La pêche à pied, ça s’apprend

Dernière mise à jour le mercredi 26 août 2020

Article paru sur le site "OuestFrance :"
- 23 Août 2020 Article
Visualiser l’article original


La présence des zostères sur le littoral du Morbihan est capitale en termes d’habitat et de réserves de nourriture pour la faune. Certaines pratiques de pêche à pied peuvent avoir un impact négatif..
- Dans le golfe du Morbihan, il existe deux espèces de zostères : la naine et la marine. Ce ne sont pas des algues, mais des plantes marines qui, comme toutes les plantes, puisent leur nourriture par leurs racines et leurs feuilles.
Ces plantes sont essentielles au milieu côtier

Les herbiers de zostères du golfe du Morbihan, couvrant 18 km², sont aujourd’hui les plus étendus de France, après ceux du bassin d’Arcachon. Dans le Golfe, les zostères sont le lieu de reproduction des seiches et l’endroit où crevettes et hippocampes se protègent de leurs prédateurs. Ces plantes sont essentielles au milieu côtier car ce sont, entre autres, des zones de nourrissage et de développement pour de nombreux organismes. Elles constituent également une ressource alimentaire pour les oiseaux migrateurs et hivernants.
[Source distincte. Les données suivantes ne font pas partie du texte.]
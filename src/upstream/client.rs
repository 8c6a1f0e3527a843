// ABOUTME: Authenticated client for the TripXplo admin API data endpoints
// ABOUTME: Absorbs fetch failures into empty results; only auth failures propagate
//
// SPDX-License-Identifier: MIT OR Apache-2.0
// Copyright (c) 2025 TripXplo AI

//! Data-fetch operations against the TripXplo admin API.
//!
//! Every operation attaches `Authorization: Bearer <token>` from the
//! embedded [`TokenCache`]. Transport faults and non-2xx responses are
//! logged and absorbed: list operations return an empty `Vec`, detail
//! operations an empty map. Callers therefore cannot distinguish "no
//! matches" from "upstream down" — a documented property of the service,
//! not an accident.

use async_trait::async_trait;
use reqwest::Client;
use serde_json::{Map, Value};
use tracing::{debug, error};

use super::token::TokenCache;
use super::shared_client;
use crate::config::UpstreamConfig;
use crate::errors::AppError;
use crate::models::PricingQuery;

/// Data-source seam consumed by the orchestrator and route handlers.
///
/// The production implementation is [`TripXploClient`]; tests substitute
/// scripted stubs.
#[async_trait]
pub trait TravelApi: Send + Sync {
    /// List packages with pagination and optional free-text search.
    async fn packages(
        &self,
        limit: u32,
        offset: u32,
        search: Option<&str>,
    ) -> Result<Vec<Value>, AppError>;

    /// Fetch one package's detail map by id.
    async fn package_details(&self, package_id: &str) -> Result<Value, AppError>;

    /// Compute pricing for a package given date and occupancy parameters.
    async fn package_pricing(
        &self,
        package_id: &str,
        params: &PricingQuery,
    ) -> Result<Value, AppError>;

    /// List hotels available for `filter_term`.
    ///
    /// The upstream path slot is documented as a package id, but callers
    /// on the conversational path pass an extracted destination term —
    /// an inherited mismatch surfaced here by the parameter name.
    async fn available_hotels(&self, filter_term: &str) -> Result<Vec<Value>, AppError>;

    /// List vehicles available for `filter_term` (see [`Self::available_hotels`]).
    async fn available_vehicles(&self, filter_term: &str) -> Result<Vec<Value>, AppError>;

    /// List activities available for `filter_term` (see [`Self::available_hotels`]).
    async fn available_activities(&self, filter_term: &str) -> Result<Vec<Value>, AppError>;

    /// List interest categories.
    async fn interests(&self) -> Result<Vec<Value>, AppError>;

    /// Search destinations by free text.
    async fn search_destinations(&self, search: &str) -> Result<Vec<Value>, AppError>;
}

/// Client for the TripXplo admin API
pub struct TripXploClient {
    http: Client,
    config: UpstreamConfig,
    token: TokenCache,
}

impl TripXploClient {
    /// Build a client around the shared pooled HTTP client.
    #[must_use]
    pub fn new(config: UpstreamConfig) -> Self {
        Self {
            http: shared_client().clone(),
            config,
            token: TokenCache::new(),
        }
    }

    fn endpoint(&self, path: &str) -> String {
        format!(
            "{}/{}",
            self.config.base_url.trim_end_matches('/'),
            path.trim_start_matches('/')
        )
    }

    /// Acquire a bearer token; auth failure is the one error that escapes
    /// this client.
    async fn bearer(&self) -> Result<String, AppError> {
        self.token.bearer(&self.http, &self.config).await
    }

    /// Send a request and absorb any fetch failure into `None`, logging it.
    async fn absorb(what: &str, request: reqwest::RequestBuilder) -> Option<Value> {
        match request.send().await {
            Ok(response) => {
                let status = response.status();
                if !status.is_success() {
                    error!("Error fetching {what}: upstream returned {status}");
                    return None;
                }
                match response.json::<Value>().await {
                    Ok(body) => Some(body),
                    Err(e) => {
                        error!("Error fetching {what}: unreadable body: {e}");
                        None
                    }
                }
            }
            Err(e) => {
                error!("Error fetching {what}: {e}");
                None
            }
        }
    }

    /// Authenticated GET returning the parsed body, or `None` when absorbed.
    async fn get_absorbed(
        &self,
        what: &str,
        path: &str,
        query: &[(&str, String)],
    ) -> Result<Option<Value>, AppError> {
        let token = self.bearer().await?;
        let request = self
            .http
            .get(self.endpoint(path))
            .header("Authorization", format!("Bearer {token}"))
            .query(query);
        Ok(Self::absorb(what, request).await)
    }
}

/// Pull `result.docs` out of a paginated listing body.
fn result_docs(body: Option<Value>) -> Vec<Value> {
    body.and_then(|mut v| v.get_mut("result")?.get_mut("docs")?.as_array_mut().map(std::mem::take))
        .unwrap_or_default()
}

/// Pull the `result` array out of a listing body.
fn result_array(body: Option<Value>) -> Vec<Value> {
    body.and_then(|mut v| v.get_mut("result")?.as_array_mut().map(std::mem::take))
        .unwrap_or_default()
}

/// Pull the `result` map out of a detail body, degrading to an empty map.
fn result_object(body: Option<Value>) -> Value {
    body.and_then(|mut v| {
        let result = v.get_mut("result")?;
        result.is_object().then(|| result.take())
    })
    .unwrap_or_else(|| Value::Object(Map::new()))
}

#[async_trait]
impl TravelApi for TripXploClient {
    async fn packages(
        &self,
        limit: u32,
        offset: u32,
        search: Option<&str>,
    ) -> Result<Vec<Value>, AppError> {
        let mut query = vec![
            ("limit", limit.to_string()),
            ("offset", offset.to_string()),
        ];
        if let Some(search) = search {
            query.push(("search", search.to_owned()));
        }

        let body = self.get_absorbed("packages", "admin/package", &query).await?;
        let packages = result_docs(body);
        debug!("Fetched {} packages", packages.len());
        Ok(packages)
    }

    async fn package_details(&self, package_id: &str) -> Result<Value, AppError> {
        let body = self
            .get_absorbed(
                "package details",
                &format!("admin/package/{package_id}"),
                &[],
            )
            .await?;
        Ok(result_object(body))
    }

    async fn package_pricing(
        &self,
        package_id: &str,
        params: &PricingQuery,
    ) -> Result<Value, AppError> {
        let token = self.bearer().await?;
        let request = self
            .http
            .post(self.endpoint(&format!("admin/package/{package_id}/pricing")))
            .header("Authorization", format!("Bearer {token}"))
            .json(params);

        let body = Self::absorb("package pricing", request).await;
        Ok(result_object(body))
    }

    async fn available_hotels(&self, filter_term: &str) -> Result<Vec<Value>, AppError> {
        let body = self
            .get_absorbed(
                "hotels",
                &format!("admin/package/{filter_term}/available/get"),
                &[],
            )
            .await?;
        let hotels = result_array(body);
        debug!("Fetched {} hotels for '{filter_term}'", hotels.len());
        Ok(hotels)
    }

    async fn available_vehicles(&self, filter_term: &str) -> Result<Vec<Value>, AppError> {
        let body = self
            .get_absorbed(
                "vehicles",
                &format!("admin/package/{filter_term}/vehicle/get"),
                &[],
            )
            .await?;
        let vehicles = result_array(body);
        debug!("Fetched {} vehicles for '{filter_term}'", vehicles.len());
        Ok(vehicles)
    }

    async fn available_activities(&self, filter_term: &str) -> Result<Vec<Value>, AppError> {
        let body = self
            .get_absorbed(
                "activities",
                &format!("admin/package/{filter_term}/activity/get"),
                &[],
            )
            .await?;
        let activities = result_array(body);
        debug!("Fetched {} activities for '{filter_term}'", activities.len());
        Ok(activities)
    }

    async fn interests(&self) -> Result<Vec<Value>, AppError> {
        let body = self
            .get_absorbed("interests", "admin/package/interest/get", &[])
            .await?;
        Ok(result_array(body))
    }

    async fn search_destinations(&self, search: &str) -> Result<Vec<Value>, AppError> {
        let query = if search.is_empty() {
            Vec::new()
        } else {
            vec![("search", search.to_owned())]
        };
        let body = self
            .get_absorbed("destinations", "admin/package/destination/search", &query)
            .await?;
        Ok(result_array(body))
    }
}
La pêche à pied, une menace ?

Leur préservation constitue donc un enjeu important. Même si elles ont une bonne capacité d’adaptation, elles sont très sensibles à l’évolution de leur environnement et aux pratiques liées aux activités de plaisance, de pêche. Elles sont tributaires de la qualité générale de l’eau.

Présent vendredi 21 août 2020 sur l’île de Boëde, à Séné, Daniel Lasné, de Bretagne vivante, a déploré l’impact de la pêche à pied sur le milieu naturel. « Lors d’un chantier baccharis près de la tour de Ténéro, j’ai pu observer quelques pêcheurs à pied ayant une pratique désastreuse avec leurs outils totalement inadaptés, qui ratissent la vase à faible profondeur, entraînant l’arrachage des zostères naines sur plusieurs centaines de mètres carrés. Ces zostères, qui constitueront la nourriture principale des bernaches dans un mois, sont ainsi détruites sur des surfaces conséquentes, à cause de mauvaises pratiques de certains pêcheurs, et aussi une absence de protection légale de ces herbiers qui sont une partie importante de la richesse de l’écosystème du Golfe. ».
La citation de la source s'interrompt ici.